Work required:
Print verbatim the opening line of the material and every subsequent line through the one containing "of the components".

Extracted records:
________________

// ABOUTME: Business logic for compound recipe components over the database managers
// ABOUTME: Mutation facade, hierarchy materialization, and aggregated nutrition reads
//
// SPDX-License-Identifier: MIT OR Apache-2.0
// Copyright (c) 2026 Sous-Chef

//! # Component Service
//!
//! The facade the API layer calls for everything component-related. Writes
//! go through the cycle-checked transactional paths of the components
//! manager; reads materialize the nested hierarchy or the combined
//! nutrition estimate. Every call is stateless and request-scoped.

use crate::database::Database;
use crate::errors::{AppError, AppResult};
use crate::models::{
    ComponentNode, ComponentSpec, ComponentWithRecipe, NutritionInfo, Recipe, RecipeComponent,
    UpdateComponentRequest, MIN_SERVINGS_NEEDED,
};
use crate::services::nutrition::aggregate_nutrition;
use std::collections::{HashMap, HashSet};
use std::future::Future;
use std::pin::Pin;
use tracing::warn;
use uuid::Uuid;

/// Service for managing compound recipe components
#[derive(Clone)]
pub struct ComponentService {
    db: Database,
}

impl ComponentService {
    /// Create a new component service
    #[must_use]
    pub const fn new(db: Database) -> Self {
        Self { db }
    }

    /// Add a child recipe as a component of a parent recipe
    ///
    /// Fails with `ResourceNotFound` if either recipe is missing,
    /// `CycleDetected` if the edge would close a cycle (including the
    /// self-loop), and `ResourceAlreadyExists` for a duplicate pair. The
    /// new edge is appended after the parent's existing components.
    /// Returns the edge joined with the child recipe's current data.
    pub async fn add_component(
        &self,
        parent_recipe_id: Uuid,
        child_recipe_id: Uuid,
        servings_needed: f64,
    ) -> AppResult<ComponentWithRecipe> {
        validate_servings_needed(servings_needed)?;

        let recipes = self.db.recipes();
        recipes
            .get(parent_recipe_id)
            .await?
            .ok_or_else(|| AppError::not_found(format!("Recipe {parent_recipe_id}")))?;
        let child_recipe = recipes
            .get(child_recipe_id)
            .await?
            .ok_or_else(|| AppError::not_found(format!("Recipe {child_recipe_id}")))?;

        let component = self
            .db
            .components()
            .insert_checked(parent_recipe_id, child_recipe_id, servings_needed)
            .await?;

        Ok(ComponentWithRecipe {
            component,
            recipe: child_recipe,
        })
    }

    /// Update a component's servings requirement and/or sibling position
    ///
    /// At least one field must be provided; omitted fields are untouched.
    pub async fn update_component(
        &self,
        component_id: Uuid,
        request: &UpdateComponentRequest,
    ) -> AppResult<RecipeComponent> {
        if request.servings_needed.is_none() && request.sort_order.is_none() {
            return Err(AppError::invalid_input(
                "At least one of servings_needed or sort_order must be provided",
            ));
        }
        if let Some(servings_needed) = request.servings_needed {
            validate_servings_needed(servings_needed)?;
        }

        self.db.components().update(component_id, request).await
    }

    /// Remove a component edge
    ///
    /// Removing an edge that does not exist fails with `ResourceNotFound`;
    /// a double remove is not a silent no-op.
    pub async fn remove_component(&self, component_id: Uuid) -> AppResult<()> {
        self.db.components().delete(component_id).await
    }

    /// Replace all components of a parent recipe, all-or-nothing
    ///
    /// Every candidate is validated (recipes exist, servings in range, no
    /// repeated child in the request) and cycle-checked against the
    /// persisted graph before anything is deleted. On any rejection the
    /// existing edge set is left completely unchanged. `sort_order` follows
    /// the list order.
    pub async fn set_components(
        &self,
        parent_recipe_id: Uuid,
        components: &[ComponentSpec],
    ) -> AppResult<Vec<RecipeComponent>> {
        let recipes = self.db.recipes();
        recipes
            .get(parent_recipe_id)
            .await?
            .ok_or_else(|| AppError::not_found(format!("Recipe {parent_recipe_id}")))?;

        let mut seen: HashSet<Uuid> = HashSet::new();
        for spec in components {
            validate_servings_needed(spec.servings_needed)?;
            if !seen.insert(spec.child_recipe_id) {
                return Err(AppError::invalid_input(format!(
                    "Recipe {} appears more than once in the component list",
                    spec.child_recipe_id
                )));
            }
        }

        let child_ids: Vec<Uuid> = components.iter().map(|s| s.child_recipe_id).collect();
        let found = recipes.get_many(&child_ids).await?;
        let found_ids: HashSet<Uuid> = found.iter().map(|r| r.id).collect();
        for child_id in &child_ids {
            if !found_ids.contains(child_id) {
                return Err(AppError::not_found(format!("Recipe {child_id}")));
            }
        }

        self.db
            .components()
            .replace_all_checked(parent_recipe_id, components)
            .await
    }

    /// Materialize the full nested component hierarchy of a recipe
    ///
    /// Depth-first; siblings are ordered by `sort_order` ascending. A
    /// recipe with no components yields an empty list. A recipe id already
    /// on the current path (a data-integrity violation the write-time cycle
    /// guard should have prevented) is treated as having no further
    /// children and logged, so the read degrades instead of recursing
    /// forever.
    pub async fn get_hierarchy(&self, recipe_id: Uuid) -> AppResult<Vec<ComponentNode>> {
        let mut visited: HashSet<Uuid> = HashSet::new();
        visited.insert(recipe_id);
        self.build_nodes(recipe_id, &mut visited).await
    }

    /// Recursive step of [`Self::get_hierarchy`]
    ///
    /// `visited` holds the ids on the current path; entries are removed on
    /// backtrack so the same sub-recipe may legitimately appear under
    /// several branches of the tree.
    fn build_nodes<'a>(
        &'a self,
        recipe_id: Uuid,
        visited: &'a mut HashSet<Uuid>,
    ) -> Pin<Box<dyn Future<Output = AppResult<Vec<ComponentNode>>> + Send + 'a>> {
        Box::pin(async move {
            let edges = self.db.components().list_children_of(recipe_id).await?;
            if edges.is_empty() {
                return Ok(Vec::new());
            }

            let child_ids: Vec<Uuid> = edges.iter().map(|e| e.child_recipe_id).collect();
            let child_recipes: HashMap<Uuid, Recipe> = self
                .db
                .recipes()
                .get_many(&child_ids)
                .await?
                .into_iter()
                .map(|r| (r.id, r))
                .collect();

            let mut nodes = Vec::with_capacity(edges.len());
            for edge in edges {
                let Some(recipe) = child_recipes.get(&edge.child_recipe_id).cloned() else {
                    // Edge outlived its recipe (concurrent delete); skip it
                    // rather than failing the whole read.
                    warn!(
                        component_id = %edge.id,
                        child_recipe_id = %edge.child_recipe_id,
                        "component edge references a missing recipe, skipping"
                    );
                    continue;
                };

                let components = if visited.insert(edge.child_recipe_id) {
                    let children = self.build_nodes(edge.child_recipe_id, visited).await?;
                    visited.remove(&edge.child_recipe_id);
                    children
                } else {
                    // Cycle in stored data; the write-time guard was
                    // bypassed or a race occurred.
                    warn!(
                        recipe_id = %edge.child_recipe_id,
                        parent_recipe_id = %edge.parent_recipe_id,
                        "component cycle detected in stored data, truncating hierarchy"
                    );
                    Vec::new()
                };

                nodes.push(ComponentNode {
                    component: edge,
                    recipe,
                    components,
                });
            }

            Ok(nodes)
        })
    }

    /// List the recipes that use a recipe as a component ("used in")
    pub async fn get_component_parents(
        &self,
        recipe_id: Uuid,
    ) -> AppResult<Vec<ComponentWithRecipe>> {
        let edges = self.db.components().list_parents_of(recipe_id).await?;
        if edges.is_empty() {
            return Ok(Vec::new());
        }

        let parent_ids: Vec<Uuid> = edges.iter().map(|e| e.parent_recipe_id).collect();
        let parents: HashMap<Uuid, Recipe> = self
            .db
            .recipes()
            .get_many(&parent_ids)
            .await?
            .into_iter()
            .map(|r| (r.id, r))
            .collect();

        Ok(edges
            .into_iter()
            .filter_map(|edge| {
                parents.get(&edge.parent_recipe_id).cloned().map(|recipe| {
                    ComponentWithRecipe {
                        component: edge,
                        recipe,
                    }
                })
            })
            .collect())
    }

    /// Combined per-serving nutrition estimate for a recipe
    ///
    /// Composition of [`Self::get_hierarchy`] and the pure aggregator. For
    /// a recipe with no components this is the recipe's own nutrition
    /// unchanged; `None` when nothing is known.
    pub async fn get_aggregated_nutrition(
        &self,
        recipe_id: Uuid,
    ) -> AppResult<Option<NutritionInfo>> {
        let recipe = self
            .db
            .recipes()
            .get(recipe_id)
            .await?
            .ok_or_else(|| AppError::not_found(format!("Recipe {recipe_id}")))?;

        let hierarchy = self.get_hierarchy(recipe_id).await?;
        Ok(aggregate_nutrition(recipe.nutrition.as_ref(), &hierarchy))
    }
}

/// Reject servings requirements below the supported minimum
fn validate_servings_needed(servings_needed: f64) -> AppResult<()> {
    if !servings_needed.is_finite() || servings_needed < MIN_SERVINGS_NEEDED {
        return Err(AppError::invalid_input(format!(
            "servings_needed must be at least {MIN_SERVINGS_NEEDED}, got {servings_needed}"
        )));
    }
    Ok(())
}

________________

Task output:
// ABOUTME: Business logic for compound recipe components over the database managers
// ABOUTME: Mutation facade, hierarchy materialization, and aggregated nutrition reads
//
// SPDX-License-Identifier: MIT OR Apache-2.0
// Copyright (c) 2026 Sous-Chef

//! # Component Service
//!
//! The facade the API layer calls for everything component-related. Writes
//! go through the cycle-checked transactional paths of the components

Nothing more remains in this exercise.